Pulmonary atresia is a critical congenital heart disease that can be detected during newborn screening using pulse oximetry. Pulse oximetry is a simple bedside test to measure the amount of oxygen in a baby's blood. Low blood oxygen levels can be a sign of critical congenital heart disease. Newborn screening with pulse oximetry can detect some infants with critical congenital heart defects, such as pulmonary atresia, before they develop symptoms.

Treatment

Most babies with pulmonary atresia will need medication to keep the ductus arteriosus open after birth. If this blood vessel is kept open, blood will flow to the lungs until the pulmonic valve is repaired.

Treatment for pulmonary atresia depends on its severity.

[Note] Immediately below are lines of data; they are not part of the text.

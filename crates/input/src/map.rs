//! Mapping from terminal events to driver decisions.

use crossterm::event::{KeyCode, KeyEvent, KeyModifiers, MouseButton, MouseEvent, MouseEventKind};

/// Check if key should quit the game.
pub fn should_quit(key: KeyEvent) -> bool {
    matches!(
        key.code,
        KeyCode::Char('q') | KeyCode::Char('Q') | KeyCode::Esc
    ) || (key.code == KeyCode::Char('c') && key.modifiers.contains(KeyModifiers::CONTROL))
}

/// True for a release of the primary (left) button.
pub fn is_primary_release(event: &MouseEvent) -> bool {
    matches!(event.kind, MouseEventKind::Up(MouseButton::Left))
}

#[cfg(test)]
mod tests {
    use super::*;
    use crossterm::event::{KeyCode, KeyEvent, KeyModifiers};

    fn mouse(kind: MouseEventKind) -> MouseEvent {
        MouseEvent {
            kind,
            column: 3,
            row: 4,
            modifiers: KeyModifiers::NONE,
        }
    }

    #[test]
    fn test_quit_keys() {
        assert!(should_quit(KeyEvent::from(KeyCode::Char('q'))));
        assert!(should_quit(KeyEvent::from(KeyCode::Char('Q'))));
        assert!(should_quit(KeyEvent::from(KeyCode::Esc)));
        assert!(should_quit(KeyEvent::new(
            KeyCode::Char('c'),
            KeyModifiers::CONTROL
        )));
        assert!(!should_quit(KeyEvent::from(KeyCode::Char('c'))));
        assert!(!should_quit(KeyEvent::from(KeyCode::Char('x'))));
    }

    #[test]
    fn test_only_left_release_counts() {
        assert!(is_primary_release(&mouse(MouseEventKind::Up(MouseButton::Left))));
        assert!(!is_primary_release(&mouse(MouseEventKind::Down(MouseButton::Left))));
        assert!(!is_primary_release(&mouse(MouseEventKind::Up(MouseButton::Right))));
        assert!(!is_primary_release(&mouse(MouseEventKind::Drag(MouseButton::Left))));
        assert!(!is_primary_release(&mouse(MouseEventKind::Moved)));
        assert!(!is_primary_release(&mouse(MouseEventKind::ScrollDown)));
    }
}
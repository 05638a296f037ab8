//! Terminal Tic-Tac-Toe runner (default binary).
//!
//! It uses crossterm for mouse/keyboard input and a framebuffer-based renderer.
//! Each tick consumes at most one pointer release, updates the game and
//! repaints the board from a snapshot.

use std::time::{Duration, Instant};

use anyhow::{Context, Result};
use crossterm::event::{self, Event, KeyEventKind};
use tracing::{debug, info, warn};

use tui_tictactoe::core::{ClickOutcome, GameSnapshot, GameState};
use tui_tictactoe::input::{should_quit, PointerTracker};
use tui_tictactoe::term::{FrameBuffer, GameView, TerminalRenderer, Viewport};
use tui_tictactoe::{logging, Config};

fn main() -> Result<()> {
    let config = Config::from_env();
    if let Some(path) = &config.log_path {
        if !logging::init(path)? {
            warn!(path = %path.display(), "tracing subscriber already installed, log file unused");
        }
    }
    info!(?config, "starting tic-tac-toe");

    let mut term = TerminalRenderer::new();
    term.enter()?;

    let result = run(&mut term, &config);

    // Always try to restore terminal state.
    if let Err(err) = term.exit() {
        warn!(error = %err, "failed to restore terminal");
    }
    info!("shutting down");
    result
}

fn run(term: &mut TerminalRenderer, config: &Config) -> Result<()> {
    let mut game = GameState::new();
    let view = GameView::new(config.cell_width, config.cell_height);
    let mut pointer = PointerTracker::new();
    let mut snap = GameSnapshot::default();
    let mut fb = FrameBuffer::new(0, 0);

    let tick_duration = Duration::from_millis(config.tick_ms as u64);
    let mut last_tick = Instant::now();

    loop {
        let (w, h) = crossterm::terminal::size().unwrap_or((80, 24));
        let viewport = Viewport::new(w, h);
        pointer.set_screen_map(view.screen_map(viewport));

        // Input with timeout until next tick.
        let timeout = tick_duration
            .checked_sub(last_tick.elapsed())
            .unwrap_or(Duration::ZERO);

        if event::poll(timeout).context("failed to poll terminal events")? {
            match event::read().context("failed to read terminal event")? {
                Event::Key(key) if key.kind == KeyEventKind::Press => {
                    if should_quit(key) {
                        return Ok(());
                    }
                }
                Event::Mouse(mouse) => pointer.handle_mouse(mouse),
                Event::Resize(..) => term.invalidate(),
                _ => {}
            }
        }

        // Tick.
        if last_tick.elapsed() >= tick_duration {
            last_tick = Instant::now();

            if let Some(outcome) = game.update(&mut pointer) {
                log_outcome(outcome, &game);
            }

            game.snapshot_into(&mut snap);
            view.render_into(&snap, viewport, &mut fb);
            term.draw_swap(&mut fb)?;
        }
    }
}

fn log_outcome(outcome: ClickOutcome, game: &GameState) {
    match outcome {
        ClickOutcome::Placed {
            row,
            col,
            player,
            status,
        } => {
            debug!(row, col, %player, %status, moves = game.move_count(), "move accepted");
            if status.is_terminal() {
                info!(%status, episode = game.episode_id(), "game decided");
            }
        }
        ClickOutcome::Occupied => debug!("click on occupied cell ignored"),
        ClickOutcome::OutOfBounds => debug!("click outside the board ignored"),
        ClickOutcome::Reset => info!(episode = game.episode_id(), "new game"),
    }
}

In some cases, blood flow can be improved with a cardiac catheterization (insertion of a thin tube into a blood vessel and towards the heart). During this procedure, doctors may expand the valve with a balloon or place a stent (small tube) to keep the ductus arteriosus open.

In most cases of pulmonary atresia, the baby may need surgery shortly after birth. During surgery, doctors widen or replace the pulmonary valve and widen the passage to the pulmonary artery. If the child has a ventricular septal defect, the doctor will also place a patch on the ventricular septal defect to close the hole between the two lower chambers of the heart. These actions will improve blood flow to the lungs and the rest of the body. If a child with pulmonary atresia has an underdeveloped right ventricle, he may need a staged operation similar to the surgical correction of the hypoplastic left heart syndrome.

Most children with pulmonary atresia need regular visits with a cardiologist to monitor their progress and check for other health problems that may develop as they get older. As adults, they may need more surgeries or medical attention to deal with other possible problems.